The famous British author and Christian apologist C.S. Lewis never lived to see the days of “ze/zir” descend on Western civilization. But in his prescience, he articulated the stakes of speaking truthfully, even if the culture demands otherwise, in the book A Horse and His Boy (a criminally underrated entry in his well-known Chronicles of Narnia series). And he does so, amazingly, out of the mouth of a horse. A talking horse, to be exact. A horse from the free country of Narnia and the North.

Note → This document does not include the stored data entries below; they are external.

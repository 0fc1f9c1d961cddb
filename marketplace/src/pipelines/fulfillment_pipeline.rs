// marketplace/src/pipelines/fulfillment_pipeline.rs

use crate::errors::{AppError, Result as AppResult};
use crate::models::OrderStatus;
use crate::pipelines::common_steps::{return_tx, run_in_transaction, take_tx};
use crate::pipelines::contexts::{StatusUpdateCtxData, TxSlot};
use crate::services::accounts;
use crate::services::fulfillment::{self, StatusChange};
use crate::state::AppState;
use flowline::{ContextData, Flowline, Pipeline, PipelineControl};
use tracing::{info, instrument, warn};
use uuid::Uuid;

pub fn register_status_update_pipeline(flow: &Flowline<AppError>) {
  let mut p = Pipeline::<StatusUpdateCtxData, AppError>::new(&[
    ("resolve_actor", false, None),
    ("load_order_and_authorize", false, None),
    ("apply_status_transition", false, None),
  ]);

  p.on("resolve_actor", |ctx_data: ContextData<StatusUpdateCtxData>| {
    Box::pin(async move {
      let user_id = { ctx_data.read().authenticated_user_id };
      let mut tx = take_tx(&ctx_data)?;
      let actor = accounts::resolve_actor(tx.as_mut(), user_id).await?;
      return_tx(&ctx_data, tx);
      ctx_data.write().actor = Some(actor);
      Ok::<_, AppError>(PipelineControl::Continue)
    })
  });

  p.on("load_order_and_authorize", load_order_and_authorize);

  p.on("apply_status_transition", |ctx_data: ContextData<StatusUpdateCtxData>| {
    Box::pin(async move {
      let (order, next, threshold) = {
        let guard = ctx_data.read();
        let order = guard
          .order
          .clone()
          .ok_or_else(|| AppError::Internal("Order was not loaded before transition.".to_string()))?;
        (order, guard.new_status, guard.app_state.config.low_stock_threshold)
      };

      let mut tx = take_tx(&ctx_data)?;
      let change = fulfillment::apply_transition(tx.as_mut(), &order, next, threshold).await?;
      return_tx(&ctx_data, tx);

      ctx_data.write().change = Some(change);
      Ok::<_, AppError>(PipelineControl::Continue)
    })
  });

  flow.register_pipeline(p);
  info!("Order status update pipeline registered.");
}

async fn load_order_and_authorize(ctx_data: ContextData<StatusUpdateCtxData>) -> AppResult<PipelineControl> {
  let (order_id, actor) = {
    let guard = ctx_data.read();
    let actor = guard
      .actor
      .ok_or_else(|| AppError::Internal("Actor was not resolved before authorization.".to_string()))?;
    (guard.order_id, actor)
  };

  let mut tx = take_tx(&ctx_data)?;
  // Row lock held until commit, so concurrent updates of one order queue up.
  let order = tx.lock_order(order_id).await?;
  return_tx(&ctx_data, tx);

  let order = order.ok_or_else(|| AppError::NotFound(format!("Order with ID {} not found.", order_id)))?;
  if !actor.is_admin() && !actor.is_seller(order.seller_id) {
    warn!(%order_id, user_id = %actor.user_id, "Status update refused: not the order's seller.");
    return Err(AppError::Permission(
      "Only the order's seller or an admin can change its status.".to_string(),
    ));
  }
  ctx_data.write().order = Some(order);
  Ok(PipelineControl::Continue)
}

/// Seller- or admin-driven status change.
#[instrument(name = "orders::update_status", skip(app_state), err)]
pub async fn update_status(
  app_state: &AppState,
  user_id: Uuid,
  order_id: Uuid,
  new_status: OrderStatus,
) -> AppResult<StatusChange> {
  let tx = app_state.store.begin().await?;
  let ctx_data = ContextData::new(StatusUpdateCtxData {
    app_state: app_state.clone(),
    tx: TxSlot::new(tx),
    authenticated_user_id: user_id,
    order_id,
    new_status,
    actor: None,
    order: None,
    change: None,
  });
  run_in_transaction(app_state, ctx_data.clone()).await?;

  let change = ctx_data.write().change.take();
  change.ok_or_else(|| AppError::Internal("Status update completed without a result.".to_string()))
}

I’ll provide just enough context to airdrop you into the story at this insightful interchange. Shasta is a young orphan boy being raised by a man (not his father) in the southern kingdom of Calormen, run by lords called “Tarkaans” and ruled by an emperor known as the “Tisroc.” In Calormen, it was standard cultural practice to venerate the Tisroc after every mention of his name with the honorific “May he live forever.”

One night, as Shasta realizes his non-father is about to sell him into slavery to a ruthless Tarkaan, he goes out into the nearby stable where the Tarkaan’s horse is quartered, and wonders, out loud, about his predicament. To his astonishment, the horse — Bree — audibly answers him. Bree lets Shasta know just how bad of a master the Tarkaan would be, and together they begin to hatch an escape plan. Hence, and I trust you are tracking, the title: A Horse And His Boy.

As Bree begins to sketch out their route, he says: “‘My Tarkaan is on his way North to the great city, to Tashbaan itself and the court of the Tisroc—’”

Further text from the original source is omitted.